• _ACTION ITEM_
Reproduce the opening lines of the records exactly, please, stopping after the line that contains "let field = line.trim();".

• _RECORDED DATA_
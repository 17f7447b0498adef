//! Document id lists.
//!
//! Two inputs select which documents a load picks up: the Project Gutenberg
//! catalog, where each title line ends with the book's number, and plain id
//! lists with one number per line.

use std::collections::BTreeSet;
use std::fs::File;
use std::io::{BufRead, BufReader};
use std::path::{Path, PathBuf};

use log::debug;

use crate::error::{GutensearchError, Result};
use crate::record::DocumentId;

/// Extract the ids from a catalog listing.
///
/// For every non-empty line the last whitespace-separated field is taken and
/// kept when it parses as an integer. The result is sorted and free of
/// duplicates.
pub fn parse_catalog_ids<R: BufRead>(reader: R) -> Result<Vec<u64>> {
    let mut ids = BTreeSet::new();
    for line in reader.lines() {
        let line = line?;
        if let Some(id) = line
            .split_whitespace()
            .last()
            .and_then(|field| field.parse::<u64>().ok())
        {
            ids.insert(id);
        }
    }
    Ok(ids.into_iter().collect())
}

/// Read the ids of a catalog file with [`parse_catalog_ids`].
pub fn read_catalog<P: AsRef<Path>>(path: P) -> Result<Vec<u64>> {
    let path = path.as_ref();
    let ids = parse_catalog_ids(BufReader::new(File::open(path)?))?;
    debug!("read {} catalog ids from {}", ids.len(), path.display());
    Ok(ids)
}

/// Read a file holding one integer id per line. Blank lines are skipped.
pub fn read_id_list<P: AsRef<Path>>(path: P) -> Result<Vec<u64>> {
    let path = path.as_ref();
    let reader = BufReader::new(File::open(path)?);

    let mut ids = Vec::new();
    for (line_number, line) in reader.lines().enumerate() {
        let line = line?;
        let field = line.trim();
        if field.is_empty() {
            continue;
        }
        let id = field.parse::<u64>().map_err(|e| {
            GutensearchError::other(format!(
                "{}:{}: '{}' is not a document id: {}",
                path.display(),
                line_number + 1,
                field,
                e
            ))
        })?;
        ids.push(id);
    }

    debug!("read {} ids from {}", ids.len(), path.display());
    Ok(ids)
}

/// Restricts a load to a subset of documents.
#[derive(Debug, Clone, Default, PartialEq, Eq)]
pub enum IdFilter {
    /// Every document.
    #[default]
    All,
    /// Only the listed documents.
    Only(BTreeSet<u64>),
    /// Every document except the listed ones.
    Exclude(BTreeSet<u64>),
}

impl IdFilter {
    /// Check whether a document passes the filter.
    pub fn allows(&self, document_id: &DocumentId) -> bool {
        let numeric = document_id.as_str().parse::<u64>().ok();
        match self {
            IdFilter::All => true,
            IdFilter::Only(ids) => numeric.is_some_and(|id| ids.contains(&id)),
            IdFilter::Exclude(ids) => !numeric.is_some_and(|id| ids.contains(&id)),
        }
    }

    /// Keep the paths whose document passes the filter.
    ///
    /// A path without a usable document id is kept unless the filter is
    /// [`IdFilter::Only`], so that the indexing step reports it.
    pub fn apply(&self, paths: Vec<PathBuf>) -> Vec<PathBuf> {
        if *self == IdFilter::All {
            return paths;
        }
        paths
            .into_iter()
            .filter(|path| match DocumentId::from_path(path) {
                Ok(document_id) => self.allows(&document_id),
                Err(_) => !matches!(self, IdFilter::Only(_)),
            })
            .collect()
    }
}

• _OUTPUT FOR THIS EXERCISE_
repository 17f7447b0498adef
//! Document id lists.
//!
//! Two inputs select which documents a load picks up: the Project Gutenberg
//! catalog, where each title line ends with the book's number, and plain id
//! lists with one number per line.

use std::collections::BTreeSet;
use std::fs::File;
use std::io::{BufRead, BufReader};
use std::path::{Path, PathBuf};

use log::debug;

use crate::error::{GutensearchError, Result};
use crate::record::DocumentId;

/// Extract the ids from a catalog listing.
///
/// For every non-empty line the last whitespace-separated field is taken and
/// kept when it parses as an integer. The result is sorted and free of
/// duplicates.
pub fn parse_catalog_ids<R: BufRead>(reader: R) -> Result<Vec<u64>> {
    let mut ids = BTreeSet::new();
    for line in reader.lines() {
        let line = line?;
        if let Some(id) = line
            .split_whitespace()
            .last()
            .and_then(|field| field.parse::<u64>().ok())
        {
            ids.insert(id);
        }
    }
    Ok(ids.into_iter().collect())
}

/// Read the ids of a catalog file with [`parse_catalog_ids`].
pub fn read_catalog<P: AsRef<Path>>(path: P) -> Result<Vec<u64>> {
    let path = path.as_ref();
    let ids = parse_catalog_ids(BufReader::new(File::open(path)?))?;
    debug!("read {} catalog ids from {}", ids.len(), path.display());
    Ok(ids)
}

/// Read a file holding one integer id per line. Blank lines are skipped.
pub fn read_id_list<P: AsRef<Path>>(path: P) -> Result<Vec<u64>> {
    let path = path.as_ref();
    let reader = BufReader::new(File::open(path)?);

    let mut ids = Vec::new();
    for (line_number, line) in reader.lines().enumerate() {
        let line = line?;
        let field = line.trim();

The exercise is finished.